Dr Nash said patients were of course very worried but GPs were being seen obstructive for not prescribing even though NICE agrees that shared care is required.
‘The variability in providers doesn’t help – some won’t prescribe, others do. Ultimately, if patients can’t get their meds, the GP practice is the one that takes the brunt. I can see staff being shouted at demanding meds are changed.’
Patients who are on guanfacine must not stop their medication abruptly as it can cause rebound tachycardia and hypertension, she noted.
‘These patients need identifying early – with searches – and referring back to secondary care immediately, before we get to the “what now” situation,’ she said.
The issue was raised last week in the Welsh Senedd with the Government urged to provide an update on what it was doing to address the shortages which was causing ‘distress’ to patients.
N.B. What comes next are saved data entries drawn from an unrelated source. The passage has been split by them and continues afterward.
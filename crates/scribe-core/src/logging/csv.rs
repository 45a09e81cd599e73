//! CSV file backend

use std::fs::OpenOptions;
use std::io::Write;
use std::path::PathBuf;

use parking_lot::Mutex;

use super::config::LogConfig;
use super::context::LogContext;
use super::interpolate::interpolate;
use super::level::LogLevel;
use super::traits::{unix_time, LogResult, Logger};

/// Fixed header row written when the target file is first created.
pub const CSV_HEADER: &str =
    "time,level,message,exception type,exception code,exception message,trace";

/// Appends one CSV row per record to a log file.
///
/// The first `log()` call against a non-existent path writes the header row
/// before the first record. Rows carry 3 fields, or 7 when an error is
/// attached; the trailing exception columns are omitted entirely otherwise.
/// The variable width matches the established file format and is kept
/// deliberately.
#[derive(Debug)]
pub struct CsvLogger {
    path: PathBuf,
    // Guards the exists-check + header + row sequence within the process.
    write_lock: Mutex<()>,
}

impl CsvLogger {
    /// Create a CSV logger from a configuration.
    ///
    /// Fails with [`LogError::InvalidFileName`](super::traits::LogError::InvalidFileName)
    /// when the configured file name is empty.
    pub fn new(config: &LogConfig) -> LogResult<Self> {
        Ok(Self {
            path: PathBuf::from(config.require_file_name()?),
            write_lock: Mutex::new(()),
        })
    }

    pub fn path(&self) -> &std::path::Path {
        &self.path
    }
}

/// Enclose a field in double quotes, doubling internal quotes.
fn quote(field: &str) -> String {
    format!("\"{}\"", field.replace('"', "\"\""))
}

impl Logger for CsvLogger {
    fn log(&self, level: LogLevel, message: &str, context: &LogContext) -> LogResult<()> {
        let mut row = format!(
            "{},{},{}",
            unix_time(),
            level,
            quote(&interpolate(message, context))
        );
        if let Some(details) = context.exception() {
            row.push_str(&format!(
                ",{},{},{},{}",
                details.kind(),
                details.code(),
                quote(details.message()),
                quote(details.trace())
            ));
        }
        row.push('\n');

        let _guard = self.write_lock.lock();
        let existed = self.path.exists();
        let mut file = OpenOptions::new()
            .create(true)
            .append(true)
            .open(&self.path)?;
        if !existed {
            file.write_all(CSV_HEADER.as_bytes())?;
            file.write_all(b"\n")?;
        }
        file.write_all(row.as_bytes())?;
        Ok(())
    }
}
//! Logger configuration value object

use std::fmt;
use std::sync::Arc;

use super::traits::{LogError, LogResult, SharedLogger};

/// Factory function type for external logger backends
pub type LoggerFactory = Arc<dyn Fn(&LogConfig) -> LogResult<SharedLogger> + Send + Sync>;

/// The backend variant a configuration selects.
///
/// The set of built-in backends is closed; host frameworks plug their own
/// in through `External`, where the factory signature already guarantees
/// the result satisfies [`Logger`](super::traits::Logger).
#[derive(Clone)]
pub enum LoggerKind {
    /// Plain-text append-only file backend
    File,
    /// CSV file backend with a fixed header row
    Csv,
    /// HTML fragments to stdout
    Print,
    /// An externally supplied backend factory
    External(LoggerFactory),
}

impl LoggerKind {
    /// Resolve a backend tag arriving as runtime data (config file, plugin
    /// manifest). Fails with [`LogError::InvalidImplementation`] for a tag
    /// that names no built-in backend.
    pub fn from_name(name: &str) -> LogResult<Self> {
        match name {
            "file" => Ok(LoggerKind::File),
            "csv" => Ok(LoggerKind::Csv),
            "print" => Ok(LoggerKind::Print),
            other => Err(LogError::InvalidImplementation(other.to_string())),
        }
    }

    /// Whether this backend writes to a configured file path.
    pub fn is_file_backed(&self) -> bool {
        matches!(self, LoggerKind::File | LoggerKind::Csv)
    }
}

impl fmt::Debug for LoggerKind {
    fn fmt(&self, f: &mut fmt::Formatter<'_>) -> fmt::Result {
        match self {
            LoggerKind::File => f.write_str("File"),
            LoggerKind::Csv => f.write_str("Csv"),
            LoggerKind::Print => f.write_str("Print"),
            LoggerKind::External(_) => f.write_str("External(..)"),
        }
    }
}

/// Configuration for one logging channel.
///
/// A value object: built by the caller, handed to
/// [`LogManager::get_logger`](super::manager::LogManager::get_logger) by
/// reference, and not retained afterwards. The file name is validated at
/// backend construction, not here, so a `Print` config never needs one.
#[derive(Debug, Clone)]
pub struct LogConfig {
    identifier: String,
    kind: LoggerKind,
    file_name: String,
}

impl Default for LogConfig {
    fn default() -> Self {
        Self {
            identifier: String::new(),
            kind: LoggerKind::File,
            file_name: String::new(),
        }
    }
}

impl LogConfig {
    /// Create a configuration with the given registry identifier and the
    /// default `File` backend.
    pub fn new(identifier: impl Into<String>) -> Self {
        Self {
            identifier: identifier.into(),
            ..Self::default()
        }
    }

    /// Select the backend variant, builder style.
    pub fn with_kind(mut self, kind: LoggerKind) -> Self {
        self.kind = kind;
        self
    }

    /// Set the target file path for file-backed variants, builder style.
    pub fn with_file_name(mut self, file_name: impl Into<String>) -> Self {
        self.file_name = file_name.into();
        self
    }

    pub fn identifier(&self) -> &str {
        &self.identifier
    }

    pub fn kind(&self) -> &LoggerKind {
        &self.kind
    }

    pub fn file_name(&self) -> &str {
        &self.file_name
    }

    /// The non-empty file path of a file-backed configuration, or
    /// [`LogError::InvalidFileName`].
    pub(crate) fn require_file_name(&self) -> LogResult<&str> {
        if self.file_name.is_empty() {
            return Err(LogError::InvalidFileName(self.file_name.clone()));
        }
        Ok(&self.file_name)
    }
}
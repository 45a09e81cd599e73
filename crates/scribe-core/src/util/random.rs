//! Securely seeded random value helpers

use rand::Rng;

/// The 62-character alphanumeric set used for generated strings.
const ALPHANUMERIC: &[u8] = b"abcdefghijklmnopqrstuvwxyzABCDEFGHIJKLMNOPQRSTUVWXYZ0123456789";

/// A random string of `length` characters drawn from `[a-zA-Z0-9]`.
///
/// Suitable for session tokens and nonces: the thread-local generator is a
/// CSPRNG seeded from the operating system.
pub fn alphanumeric_string(length: usize) -> String {
    let mut rng = rand::thread_rng();
    (0..length)
        .map(|_| ALPHANUMERIC[rng.gen_range(0..ALPHANUMERIC.len())] as char)
        .collect()
}

/// A random integer in `min..=max`. A degenerate range (`max <= min`) falls
/// back to a draw over the full non-negative range.
pub fn int_in_range(min: i64, max: i64) -> i64 {
    let mut rng = rand::thread_rng();
    if max > min {
        rng.gen_range(min..=max)
    } else {
        rng.gen_range(0..=i64::MAX)
    }
}

/// A random float in `min..max`. A degenerate range (`max <= min`) falls
/// back to a draw from `0.0..1.0`.
pub fn float_in_range(min: f64, max: f64) -> f64 {
    let mut rng = rand::thread_rng();
    let unit: f64 = rng.gen();
    if max > min {
        min + unit * (max - min)
    } else {
        unit
    }
}

#[cfg(test)]
mod tests {
    use super::*;

    #[test]
    fn test_string_length_and_charset() {
        let s = alphanumeric_string(64);
        assert_eq!(s.len(), 64);
        assert!(s.chars().all(|c| c.is_ascii_alphanumeric()));
        assert_eq!(alphanumeric_string(0), "");
    }

    #[test]
    fn test_strings_differ() {
        // 20 alphanumeric characters colliding is vanishingly unlikely.
        assert_ne!(alphanumeric_string(20), alphanumeric_string(20));
    }

    #[test]
    fn test_int_bounds() {
        for _ in 0..100 {
            let n = int_in_range(5, 9);
            assert!((5..=9).contains(&n));
        }
        // Degenerate range falls back to the non-negative full-range draw.
        assert!(int_in_range(3, 3) >= 0);
        assert!(int_in_range(7, -2) >= 0);
    }

    #[test]
    fn test_float_bounds() {
        for _ in 0..100 {
            let f = float_in_range(-1.0, 1.0);
            assert!((-1.0..1.0).contains(&f));
            let unit = float_in_range(2.0, 2.0);
            assert!((0.0..1.0).contains(&unit));
        }
    }
}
Welsh health minister Eluned Morgan explained the UK Department of Health and Social Care had added all ADHD medications to the list of medicines which cannot be export to secure UK supplies.
Dr Selvaseelan Selvarajah, a GP in Tower Hamlets in East London said many patients were going private given the long NHS ADHD clinic delays.
‘But, given the shortage of ADHD meds, we are unable to issue new scripts for patients recently diagnosed.
‘We are also struggling to switch to suitable alternatives and the lack of uniform shared care agreements with private psychiatrists make this challenging.
‘It is really important for patients and GPs to have prompt access to specialist advice.’
A Department of Health and Social Care spokesperson said: ‘We are aware of supply issues affecting medicines used for the management of ADHD due to increased global demand, and we have issued communications to the NHS to advise healthcare professionals on management of patients during this time.
‘We continue to work closely with the respective manufacturers to resolve the issues as soon as possible and to ensure patients have continuous access to ADHD medicines in the UK.’